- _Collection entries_
use axum::{
    Json, Router,
    extract::{Path, Query, State},
    routing::{get, post},
};
use tokio_util::sync::CancellationToken;
use validator::Validate;

use crate::{
    dto::{
        game::{
            AddPlayerRequest, GameView, NextRoundRequest, PlayerRequest, PromptRequest,
            ReplaceCardRequest, RespondRequest, ShuffleCardsRequest, VoteRequest,
        },
        poll::{PollQuery, PollResponse},
    },
    error::AppError,
    services::{
        game_service::{self, GameCommand},
        polling_service,
    },
    state::SharedState,
};

/// Routes addressing one game instance by name or slug.
pub fn router() -> Router<SharedState> {
    Router::new()
        .route("/game/{instance}", post(create_game))
        .route("/game/{instance}/read", get(read_game))
        .route("/game/{instance}/poll", get(poll_game))
        .route("/game/{instance}/open", post(open_game))
        .route("/game/{instance}/close", post(close_game))
        .route("/game/{instance}/finish", post(finish_game))
        .route("/game/{instance}/player/add", post(add_player))
        .route("/game/{instance}/player/cards/shuffle", post(shuffle_player_cards))
        .route("/game/{instance}/player/card/replace", post(replace_player_card))
        .route("/game/{instance}/round/new", post(new_round))
        .route("/game/{instance}/round/next", post(next_round))
        .route("/game/{instance}/round/prompt/new", post(new_prompt))
        .route("/game/{instance}/round/respond", post(respond))
        .route("/game/{instance}/round/respond/reset", post(reset_response))
        .route("/game/{instance}/round/vote", post(vote))
        .route("/game/{instance}/round/reveal", post(reveal))
}

async fn execute(
    state: &SharedState,
    instance: &str,
    command: GameCommand,
) -> Result<Json<GameView>, AppError> {
    let game = game_service::execute(state, instance, command).await?;
    Ok(Json(game.into()))
}

/// Create the game named `instance`. Creating an existing game keeps its data.
#[utoipa::path(
    post,
    path = "/game/{instance}",
    tag = "game",
    params(("instance" = String, Path, description = "Game name or slug")),
    responses(
        (status = 200, description = "Game created", body = GameView),
        (status = 409, description = "Game is being modified elsewhere"),
        (status = 503, description = "Storage unavailable")
    )
)]
pub async fn create_game(
    State(state): State<SharedState>,
    Path(instance): Path<String>,
) -> Result<Json<GameView>, AppError> {
    execute(&state, &instance, GameCommand::Create).await
}

/// Read the stored game without taking its lock.
#[utoipa::path(
    get,
    path = "/game/{instance}/read",
    tag = "game",
    params(("instance" = String, Path, description = "Game name or slug")),
    responses(
        (status = 200, description = "Current game", body = GameView),
        (status = 404, description = "Game does not exist")
    )
)]
pub async fn read_game(
    State(state): State<SharedState>,
    Path(instance): Path<String>,
) -> Result<Json<GameView>, AppError> {
    let game = game_service::read(&state, &instance).await?;
    Ok(Json(game.into()))
}

/// Wait for the game to move past the client's version.
#[utoipa::path(
    get,
    path = "/game/{instance}/poll",
    tag = "poll",
    params(("instance" = String, Path, description = "Game name or slug"), PollQuery),
    responses((status = 200, description = "Latest known version", body = PollResponse))
)]
pub async fn poll_game(
    State(state): State<SharedState>,
    Path(instance): Path<String>,
    Query(query): Query<PollQuery>,
) -> Result<Json<PollResponse>, AppError> {
    // Dropping the handler future (client gone) cancels the wait.
    let cancel = CancellationToken::new();
    let _guard = cancel.clone().drop_guard();

    let response =
        polling_service::poll(&state, &instance, query.known_version(), &cancel).await?;
    Ok(Json(response))
}

/// Let new players join.
#[utoipa::path(
    post,
    path = "/game/{instance}/open",
    tag = "game",
    params(("instance" = String, Path, description = "Game name or slug")),
    responses((status = 200, description = "Game opened to new players", body = GameView))
)]
pub async fn open_game(
    State(state): State<SharedState>,
    Path(instance): Path<String>,
) -> Result<Json<GameView>, AppError> {
    execute(&state, &instance, GameCommand::Open).await
}

/// Stop accepting players.
#[utoipa::path(
    post,
    path = "/game/{instance}/close",
    tag = "game",
    params(("instance" = String, Path, description = "Game name or slug")),
    responses((status = 200, description = "Game closed to new players", body = GameView))
)]
pub async fn close_game(
    State(state): State<SharedState>,
    Path(instance): Path<String>,
) -> Result<Json<GameView>, AppError> {
    execute(&state, &instance, GameCommand::Close).await
}

/// End the game.
#[utoipa::path(
    post,
    path = "/game/{instance}/finish",
    tag = "game",
    params(("instance" = String, Path, description = "Game name or slug")),
    responses((status = 200, description = "Game over", body = GameView))
)]
pub async fn finish_game(
    State(state): State<SharedState>,
    Path(instance): Path<String>,
) -> Result<Json<GameView>, AppError> {
    execute(&state, &instance, GameCommand::Finish).await
}

/// Seat a player; ignored while the game is closed or over.
#[utoipa::path(
    post,
    path = "/game/{instance}/player/add",
    tag = "game",
    params(("instance" = String, Path, description = "Game name or slug")),
    request_body = AddPlayerRequest,
    responses(
        (status = 200, description = "Player seated", body = GameView),
        (status = 400, description = "Invalid player")
    )
)]
pub async fn add_player(
    State(state): State<SharedState>,
    Path(instance): Path<String>,
    Json(payload): Json<AddPlayerRequest>,
) -> Result<Json<GameView>, AppError> {
    payload.validate()?;
    let command = GameCommand::AddPlayer {
        name: payload.name,
        cards: payload.cards,
    };
    execute(&state, &instance, command).await
}

/// Replace a player's whole hand.
#[utoipa::path(
    post,
    path = "/game/{instance}/player/cards/shuffle",
    tag = "game",
    params(("instance" = String, Path, description = "Game name or slug")),
    request_body = ShuffleCardsRequest,
    responses(
        (status = 200, description = "Hand replaced", body = GameView),
        (status = 404, description = "Unknown player")
    )
)]
pub async fn shuffle_player_cards(
    State(state): State<SharedState>,
    Path(instance): Path<String>,
    Json(payload): Json<ShuffleCardsRequest>,
) -> Result<Json<GameView>, AppError> {
    payload.validate()?;
    let command = GameCommand::ShufflePlayerCards {
        player_id: payload.player_id,
        cards: payload.cards,
    };
    execute(&state, &instance, command).await
}

/// Replace one card of a player's hand.
#[utoipa::path(
    post,
    path = "/game/{instance}/player/card/replace",
    tag = "game",
    params(("instance" = String, Path, description = "Game name or slug")),
    request_body = ReplaceCardRequest,
    responses(
        (status = 200, description = "Card replaced", body = GameView),
        (status = 404, description = "Unknown player")
    )
)]
pub async fn replace_player_card(
    State(state): State<SharedState>,
    Path(instance): Path<String>,
    Json(payload): Json<ReplaceCardRequest>,
) -> Result<Json<GameView>, AppError> {
    payload.validate()?;
    let command = GameCommand::ReplacePlayerCard {
        player_id: payload.player_id,
        index: payload.card_index,
        card: payload.card,
    };
    execute(&state, &instance, command).await
}

/// Start a fresh round, discarding the current one.
#[utoipa::path(
    post,
    path = "/game/{instance}/round/new",
    tag = "game",
    params(("instance" = String, Path, description = "Game name or slug")),
    request_body = PromptRequest,
    responses((status = 200, description = "Round started", body = GameView))
)]
pub async fn new_round(
    State(state): State<SharedState>,
    Path(instance): Path<String>,
    Json(payload): Json<PromptRequest>,
) -> Result<Json<GameView>, AppError> {
    payload.validate()?;
    let command = GameCommand::NewRound {
        prompt: payload.prompt,
    };
    execute(&state, &instance, command).await
}

/// Archive the decided round and start another; nothing happens without a winner.
#[utoipa::path(
    post,
    path = "/game/{instance}/round/next",
    tag = "game",
    params(("instance" = String, Path, description = "Game name or slug")),
    request_body = NextRoundRequest,
    responses((status = 200, description = "Next round started", body = GameView))
)]
pub async fn next_round(
    State(state): State<SharedState>,
    Path(instance): Path<String>,
    Json(payload): Json<NextRoundRequest>,
) -> Result<Json<GameView>, AppError> {
    payload.validate()?;
    let command = GameCommand::NextRound {
        prompt: payload.prompt,
        cards: payload.cards,
    };
    execute(&state, &instance, command).await
}

/// Swap the prompt of the current round.
#[utoipa::path(
    post,
    path = "/game/{instance}/round/prompt/new",
    tag = "game",
    params(("instance" = String, Path, description = "Game name or slug")),
    request_body = PromptRequest,
    responses((status = 200, description = "Prompt replaced", body = GameView))
)]
pub async fn new_prompt(
    State(state): State<SharedState>,
    Path(instance): Path<String>,
    Json(payload): Json<PromptRequest>,
) -> Result<Json<GameView>, AppError> {
    payload.validate()?;
    let command = GameCommand::NewPrompt {
        prompt: payload.prompt,
    };
    execute(&state, &instance, command).await
}

/// Record the cards a player plays this round.
#[utoipa::path(
    post,
    path = "/game/{instance}/round/respond",
    tag = "game",
    params(("instance" = String, Path, description = "Game name or slug")),
    request_body = RespondRequest,
    responses((status = 200, description = "Response recorded", body = GameView))
)]
pub async fn respond(
    State(state): State<SharedState>,
    Path(instance): Path<String>,
    Json(payload): Json<RespondRequest>,
) -> Result<Json<GameView>, AppError> {
    payload.validate()?;
    let command = GameCommand::Respond {
        player_id: payload.player_id,
        cards: payload.cards,
    };
    execute(&state, &instance, command).await
}

/// Withdraw a player's response.
#[utoipa::path(
    post,
    path = "/game/{instance}/round/respond/reset",
    tag = "game",
    params(("instance" = String, Path, description = "Game name or slug")),
    request_body = PlayerRequest,
    responses((status = 200, description = "Response withdrawn", body = GameView))
)]
pub async fn reset_response(
    State(state): State<SharedState>,
    Path(instance): Path<String>,
    Json(payload): Json<PlayerRequest>,
) -> Result<Json<GameView>, AppError> {
    payload.validate()?;
    let command = GameCommand::ResetResponse {
        player_id: payload.player_id,
    };
    execute(&state, &instance, command).await
}

/// Vote for another player's response; one vote per player.
#[utoipa::path(
    post,
    path = "/game/{instance}/round/vote",
    tag = "game",
    params(("instance" = String, Path, description = "Game name or slug")),
    request_body = VoteRequest,
    responses((status = 200, description = "Vote counted", body = GameView))
)]
pub async fn vote(
    State(state): State<SharedState>,
    Path(instance): Path<String>,
    Json(payload): Json<VoteRequest>,
) -> Result<Json<GameView>, AppError> {
    payload.validate()?;
    let command = GameCommand::Vote {
        voter_id: payload.voter_id,
        votee_id: payload.votee_id,
    };
    execute(&state, &instance, command).await
}

/// Pick the round winner from the votes.
#[utoipa::path(
    post,
    path = "/game/{instance}/round/reveal",
    tag = "game",
    params(("instance" = String, Path, description = "Game name or slug")),
    responses((status = 200, description = "Round winner revealed", body = GameView))
)]
pub async fn reveal(
    State(state): State<SharedState>,
    Path(instance): Path<String>,
) -> Result<Json<GameView>, AppError> {
    execute(&state, &instance, GameCommand::Reveal).await
}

- _EXERCISE_
Every line above that includes the word "replaced" should be listed.

- _ANSWER AREA_
        (status = 200, description = "Hand replaced", body = GameView),
        (status = 200, description = "Card replaced", body = GameView),
    responses((status = 200, description = "Prompt replaced", body = GameView))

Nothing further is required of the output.